WHO: Anti-GMO Food Activists, Adam Eidinger, Monsanto Shareholder
WHAT: Protest at Monsanto Annual Shareholder Meeting
WHERE: Monsanto Global Headquarters, Creve Coeur, MO, East Campus Entrance on Olive Blvd.
WHEN: Thursday, January 31, 2013, Noon to 3:30PM

“Monsanto pledges transparency, but provides very little,” says Adam Eidinger, an organic food activist and Monsanto shareholder who organized a march from NY to Washington DC on behalf of honest food labeling in 2011. For the second year in a row, Eidinger will present a shareholder resolution on behalf of Napa, California-based Harrington Investments (HII) with help from the Pesticide Action Network of North America (PANNA).

“Companies like Starbucks, Walmart, The Washington Post, Oracle, Apple and Coca-Cola among many others provide the public and media access to their shareholder meetings in one form or another, but Monsanto, a company who’s patented genetically engineered products are in most people’s food, meets in secret,” says Eidinger.

Monsanto Company’s website has a page titled “Our Pledge” which includes a section that says: “Transparency: We will ensure that information is available, accessible, and understandable.” ( https://www.monsanto.com/whoweare/pages/monsanto-pledge.aspx .)
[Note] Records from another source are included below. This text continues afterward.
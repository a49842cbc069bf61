use crate::enums::CoordinateSystem;
use crate::error::{FiberError, Result};
use crate::geometry::Point3;
use crate::transform::AffineTransform;

use ndarray::Array3;
use ndarray::parallel::prelude::*;

/// Result of painting a single world space point into the label volume.
#[derive(Clone, Copy, Debug, PartialEq, Eq)]
pub enum PaintOutcome {
    Written,
    /// Some continuous index coordinate was negative or not finite.
    SkippedNegative,
    /// The rounded index lies past the end of an axis.
    SkippedOutOfBounds,
}

/// Integer label volume with its world to index mapping.
///
/// `labels` is stored `[k, j, i]`: the continuous index `(i, j, k)` produced
/// by `world_to_index` is rounded and then read in reverse order. Existing
/// label maps are laid out this way, so the reversal is part of the data
/// format and must not be "corrected".
#[derive(Clone, Debug, Default)]
pub struct VoxelGrid {
    pub labels: Array3<i32>,
    pub world_to_index: AffineTransform,
    pub space: CoordinateSystem,
}

impl VoxelGrid {
    pub fn new(labels: Array3<i32>, world_to_index: AffineTransform) -> Self {
        Self {
            labels,
            world_to_index,
            space: CoordinateSystem::default(),
        }
    }

    /// Zero-filled volume of `dim` (k, j, i) voxels.
    pub fn zeros(dim: (usize, usize, usize), world_to_index: AffineTransform) -> Self {
        Self::new(Array3::zeros(dim), world_to_index)
    }

    pub fn with_space(mut self, space: CoordinateSystem) -> Self {
        self.space = space;
        self
    }

    /// Get the dimensions of the label array (k, j, i)
    pub fn dim(&self) -> (usize, usize, usize) {
        self.labels.dim()
    }

    pub fn labels(&self) -> &Array3<i32> {
        &self.labels
    }

    pub fn labels_mut(&mut self) -> &mut Array3<i32> {
        &mut self.labels
    }

    /// Continuous index space coordinate (i, j, k) of a world point.
    #[inline]
    pub fn continuous_index(&self, point: &Point3) -> Point3 {
        self.world_to_index.multiply_point(point)
    }

    /// Number of voxels carrying `label`.
    pub fn count_label(&self, label: i32) -> usize {
        self.labels.par_iter().filter(|&&value| value == label).count()
    }

    pub(crate) fn ensure_space(&self, bundle_space: CoordinateSystem) -> Result<()> {
        if bundle_space == self.space {
            Ok(())
        } else {
            Err(FiberError::CoordinateSystemMismatch {
                bundle: bundle_space,
                grid: self.space,
            })
        }
    }

    #[inline]
    fn rounded(ijk: Point3) -> Option<[i64; 3]> {
        if ijk.iter().any(|c| !c.is_finite()) {
            return None;
        }
        Some([ijk[0].round() as i64, ijk[1].round() as i64, ijk[2].round() as i64])
    }

    /// Reverses a non-negative rounded `(i, j, k)` into an in-bounds `[k, j, i]`.
    #[inline]
    fn array_index(&self, ijk: [i64; 3]) -> Option<[usize; 3]> {
        let (nk, nj, ni) = self.dim();
        let [i, j, k] = ijk.map(|c| usize::try_from(c).ok());
        match (k?, j?, i?) {
            (k, j, i) if k < nk && j < nj && i < ni => Some([k, j, i]),
            _ => None,
        }
    }

    /// Label under a world point for ROI lookups.
    ///
    /// Returns `Ok(None)` when the rounded index has a negative coordinate
    /// (or the transform produced a non-finite one): such points lie outside
    /// the field of view and are skipped.
    ///
    /// # Errors
    ///
    /// Returns [`FiberError::IndexOutOfGrid`] when the rounded index is
    /// non-negative but past the end of the label array.
    pub fn label_at(&self, point: &Point3) -> Result<Option<i32>> {
        let Some(ijk) = Self::rounded(self.continuous_index(point)) else {
            return Ok(None);
        };
        if ijk.iter().any(|&c| c < 0) {
            return Ok(None);
        }
        match self.array_index(ijk) {
            Some(index) => Ok(Some(self.labels[index])),
            None => Err(FiberError::IndexOutOfGrid {
                index: ijk,
                dim: self.dim(),
            }),
        }
    }

    /// Writes `label` at the voxel under a world point.
    ///
    /// Points whose continuous index is negative on any axis are skipped
    /// before rounding. Indices past the array extent are ignored.
    pub fn paint(&mut self, point: &Point3, label: i32) -> PaintOutcome {
        let continuous = self.continuous_index(point);
        if continuous.iter().any(|&c| c < 0.0) {
            return PaintOutcome::SkippedNegative;
        }
        let Some(ijk) = Self::rounded(continuous) else {
            return PaintOutcome::SkippedNegative;
        };
        match self.array_index(ijk).and_then(|index| self.labels.get_mut(index)) {
            Some(voxel) => {
                *voxel = label;
                PaintOutcome::Written
            }
            None => PaintOutcome::SkippedOutOfBounds,
        }
    }
}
“By banning cameras from their Annual Shareholder Meeting, Monsanto is flouting its pledge to shareholders who are unable to attend, the majority of Americans who eat the products created by Monsanto Company’s patented technology, farmers who are keen to know future plans of their seed & herbicide provider, and members of the media who report on the company,“ says Eidinger.

Last year Eidinger was forced to sneak an undercover camera into the Annual Shareholder Meeting because safe food activists were concerned about Monsanto Company’s lack of transparency. The grainy footage has been viewed more than 55,000 times. “I shouldn’t be required to break the rules in order to uphold Monsanto Company’s pledge of transparency,” says Eidinger.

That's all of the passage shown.